● **DATA SUPPLIED**:
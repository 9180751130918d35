//! Hue partitioning: split rows by a categorical column and color each part.

use crate::dataset::Dataset;
use crate::error::NeonError;
use crate::theme::{Palette, Rgb8};
use ahash::{AHashMap, AHashSet};

/// Rows sharing one hue value.
#[derive(Clone, Debug, PartialEq)]
pub struct HueGroup {
    /// Legend label; `None` for the single group of an un-hued chart.
    pub label: Option<String>,
    pub color: Rgb8,
    /// Row indices, in the order of the row sequence given to `partition`.
    pub rows: Vec<usize>,
}

impl HueGroup {
    pub fn legend_label(&self) -> &str {
        self.label.as_deref().unwrap_or("")
    }
}

/// Distinct values of `column` in first-seen order over the whole dataset.
/// Missing cells are skipped.
pub fn distinct_values(data: &Dataset, column: &str) -> Result<Vec<String>, NeonError> {
    let col = data.column(column)?;
    let mut seen: AHashSet<String> = AHashSet::new();
    let mut out = Vec::new();
    for v in &col.values {
        if let Some(label) = v.label()
            && seen.insert(label.clone())
        {
            out.push(label);
        }
    }
    Ok(out)
}

/// Partition `order` (a row sequence, typically a sorted view of the data)
/// by the `hue` column.
///
/// Group `k` is the k-th distinct hue value as first seen in the *dataset*
/// and is colored `palette[k mod len]`; the rows of each group keep the order
/// of `order`. Without a hue column the result is one unlabeled group with
/// every row of `order`, colored `palette[0]`.
pub fn partition(
    data: &Dataset,
    hue: Option<&str>,
    palette: &Palette,
    order: &[usize],
) -> Result<Vec<HueGroup>, NeonError> {
    let Some(hue) = hue else {
        return Ok(vec![HueGroup {
            label: None,
            color: palette.pick(0),
            rows: order.to_vec(),
        }]);
    };

    let values = distinct_values(data, hue)?;
    assign(data, hue, &values, palette, order)
}

/// Like [`partition`], but the groups follow `hue_order` instead of first-seen
/// order. Hue values not listed are dropped; listed values absent from the
/// data give a group without rows.
pub fn partition_ordered(
    data: &Dataset,
    hue: &str,
    hue_order: &[String],
    palette: &Palette,
    order: &[usize],
) -> Result<Vec<HueGroup>, NeonError> {
    let mut seen: AHashSet<&str> = AHashSet::new();
    if let Some(dup) = hue_order.iter().find(|v| !seen.insert(v.as_str())) {
        return Err(NeonError::InvalidInput(format!("hue value {dup:?} listed twice")));
    }
    assign(data, hue, hue_order, palette, order)
}

fn assign(
    data: &Dataset,
    hue: &str,
    values: &[String],
    palette: &Palette,
    order: &[usize],
) -> Result<Vec<HueGroup>, NeonError> {
    let col = data.column(hue)?;
    let index: AHashMap<&str, usize> = values
        .iter()
        .enumerate()
        .map(|(i, v)| (v.as_str(), i))
        .collect();
    let mut groups: Vec<HueGroup> = values
        .iter()
        .enumerate()
        .map(|(i, v)| HueGroup {
            label: Some(v.clone()),
            color: palette.pick(i),
            rows: Vec::new(),
        })
        .collect();

    for &row in order {
        if let Some(label) = col.values[row].label()
            && let Some(&g) = index.get(label.as_str())
        {
            groups[g].rows.push(row);
        }
    }
    Ok(groups)
}

#[cfg(test)]
mod tests {
    use super::*;
    use crate::dataset::{Column, Value};

    fn data() -> Dataset {
        Dataset::from_columns(vec![
            Column::numeric("v", [1.0, 2.0, 3.0, 4.0, 5.0]),
            Column::new(
                "g",
                vec![
                    Value::Text("b".into()),
                    Value::Text("a".into()),
                    Value::Missing,
                    Value::Text("b".into()),
                    Value::Text("c".into()),
                ],
            ),
        ])
        .unwrap()
    }

    #[test]
    fn first_seen_order_and_missing_skipped() {
        assert_eq!(distinct_values(&data(), "g").unwrap(), vec!["b", "a", "c"]);
    }

    #[test]
    fn rows_follow_given_order() {
        let ds = data();
        let groups = partition(&ds, Some("g"), &Palette::neon(), &[4, 3, 2, 1, 0]).unwrap();
        assert_eq!(groups[0].rows, vec![3, 0]);
        assert_eq!(groups[1].rows, vec![1]);
        assert_eq!(groups[2].rows, vec![4]);
    }

    #[test]
    fn no_hue_is_one_group() {
        let ds = data();
        let groups = partition(&ds, None, &Palette::neon(), &[0, 1, 2, 3, 4]).unwrap();
        assert_eq!(groups.len(), 1);
        assert_eq!(groups[0].label, None);
        assert_eq!(groups[0].color, Palette::neon().pick(0));
        assert_eq!(groups[0].rows.len(), 5);
    }

    #[test]
    fn explicit_order_picks_colors_and_drops_unlisted() {
        let ds = data();
        let order = vec!["c".to_string(), "b".to_string()];
        let groups = partition_ordered(&ds, "g", &order, &Palette::neon(), &[0, 1, 2, 3, 4]).unwrap();
        assert_eq!(groups.len(), 2);
        assert_eq!(groups[0].legend_label(), "c");
        assert_eq!(groups[0].color, Palette::neon().pick(0));
        assert_eq!(groups[0].rows, vec![4]);
        assert_eq!(groups[1].rows, vec![0, 3]);
    }

    #[test]
    fn repeated_hue_order_entry_is_rejected() {
        let order = vec!["a".to_string(), "a".to_string()];
        let r = partition_ordered(&data(), "g", &order, &Palette::neon(), &[0]);
        assert!(matches!(r, Err(NeonError::InvalidInput(_))));
    }
}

● **PROBLEM DESCRIPTION**: Retype the listing above without a single difference.

● **PROBLEM SOLUTION**:
repository 9180751130918d35
//! Hue partitioning: split rows by a categorical column and color each part.

use crate::dataset::Dataset;
use crate::error::NeonError;
use crate::theme::{Palette, Rgb8};
use ahash::{AHashMap, AHashSet};

/// Rows sharing one hue value.
#[derive(Clone, Debug, PartialEq)]
pub struct HueGroup {
    /// Legend label; `None` for the single group of an un-hued chart.
    pub label: Option<String>,
    pub color: Rgb8,
    /// Row indices, in the order of the row sequence given to `partition`.
    pub rows: Vec<usize>,
}

impl HueGroup {
    pub fn legend_label(&self) -> &str {
        self.label.as_deref().unwrap_or("")
    }
}

/// Distinct values of `column` in first-seen order over the whole dataset.
/// Missing cells are skipped.
pub fn distinct_values(data: &Dataset, column: &str) -> Result<Vec<String>, NeonError> {
    let col = data.column(column)?;
    let mut seen: AHashSet<String> = AHashSet::new();
    let mut out = Vec::new();
    for v in &col.values {
        if let Some(label) = v.label()
            && seen.insert(label.clone())
        {
            out.push(label);
        }
    }
    Ok(out)
}

/// Partition `order` (a row sequence, typically a sorted view of the data)
/// by the `hue` column.
///
/// Group `k` is the k-th distinct hue value as first seen in the *dataset*
/// and is colored `palette[k mod len]`; the rows of each group keep the order
/// of `order`. Without a hue column the result is one unlabeled group with
/// every row of `order`, colored `palette[0]`.
pub fn partition(
    data: &Dataset,
    hue: Option<&str>,
    palette: &Palette,
    order: &[usize],
) -> Result<Vec<HueGroup>, NeonError> {
    let Some(hue) = hue else {
        return Ok(vec![HueGroup {
            label: None,
            color: palette.pick(0),
            rows: order.to_vec(),
        }]);
    };

    let values = distinct_values(data, hue)?;
    assign(data, hue, &values, palette, order)
}

/// Like [`partition`], but the groups follow `hue_order` instead of first-seen
/// order. Hue values not listed are dropped; listed values absent from the
/// data give a group without rows.
pub fn partition_ordered(
    data: &Dataset,
    hue: &str,
    hue_order: &[String],
    palette: &Palette,
    order: &[usize],
) -> Result<Vec<HueGroup>, NeonError> {
    let mut seen: AHashSet<&str> = AHashSet::new();
    if let Some(dup) = hue_order.iter().find(|v| !seen.insert(v.as_str())) {
        return Err(NeonError::InvalidInput(format!("hue value {dup:?} listed twice")));
    }
    assign(data, hue, hue_order, palette, order)
}

fn assign(
    data: &Dataset,
    hue: &str,
    values: &[String],
    palette: &Palette,
    order: &[usize],
) -> Result<Vec<HueGroup>, NeonError> {
    let col = data.column(hue)?;
    let index: AHashMap<&str, usize> = values
        .iter()
        .enumerate()
        .map(|(i, v)| (v.as_str(), i))
        .collect();
    let mut groups: Vec<HueGroup> = values
        .iter()
        .enumerate()
        .map(|(i, v)| HueGroup {
            label: Some(v.clone()),
            color: palette.pick(i),
            rows: Vec::new(),
        })
        .collect();

    for &row in order {
        if let Some(label) = col.values[row].label()
            && let Some(&g) = index.get(label.as_str())
        {
            groups[g].rows.push(row);
        }
    }
    Ok(groups)
}

#[cfg(test)]
mod tests {
    use super::*;
    use crate::dataset::{Column, Value};

    fn data() -> Dataset {
        Dataset::from_columns(vec![
            Column::numeric("v", [1.0, 2.0, 3.0, 4.0, 5.0]),
            Column::new(
                "g",
                vec![
                    Value::Text("b".into()),
                    Value::Text("a".into()),
                    Value::Missing,
                    Value::Text("b".into()),
                    Value::Text("c".into()),
                ],
            ),
        ])
        .unwrap()
    }

    #[test]
    fn first_seen_order_and_missing_skipped() {
        assert_eq!(distinct_values(&data(), "g").unwrap(), vec!["b", "a", "c"]);
    }

    #[test]
    fn rows_follow_given_order() {
        let ds = data();
        let groups = partition(&ds, Some("g"), &Palette::neon(), &[4, 3, 2, 1, 0]).unwrap();
        assert_eq!(groups[0].rows, vec![3, 0]);
        assert_eq!(groups[1].rows, vec![1]);
        assert_eq!(groups[2].rows, vec![4]);
    }

    #[test]
    fn no_hue_is_one_group() {
        let ds = data();
        let groups = partition(&ds, None, &Palette::neon(), &[0, 1, 2, 3, 4]).unwrap();
        assert_eq!(groups.len(), 1);
        assert_eq!(groups[0].label, None);
        assert_eq!(groups[0].color, Palette::neon().pick(0));
        assert_eq!(groups[0].rows.len(), 5);
    }

    #[test]
    fn explicit_order_picks_colors_and_drops_unlisted() {
        let ds = data();
        let order = vec!["c".to_string(), "b".to_string()];
        let groups = partition_ordered(&ds, "g", &order, &Palette::neon(), &[0, 1, 2, 3, 4]).unwrap();
        assert_eq!(groups.len(), 2);
        assert_eq!(groups[0].legend_label(), "c");
        assert_eq!(groups[0].color, Palette::neon().pick(0));
        assert_eq!(groups[0].rows, vec![4]);
        assert_eq!(groups[1].rows, vec![0, 3]);
    }

    #[test]
    fn repeated_hue_order_entry_is_rejected() {
        let order = vec!["a".to_string(), "a".to_string()];
        let r = partition_ordered(&data(), "g", &order, &Palette::neon(), &[0]);
        assert!(matches!(r, Err(NeonError::InvalidInput(_))));
    }
}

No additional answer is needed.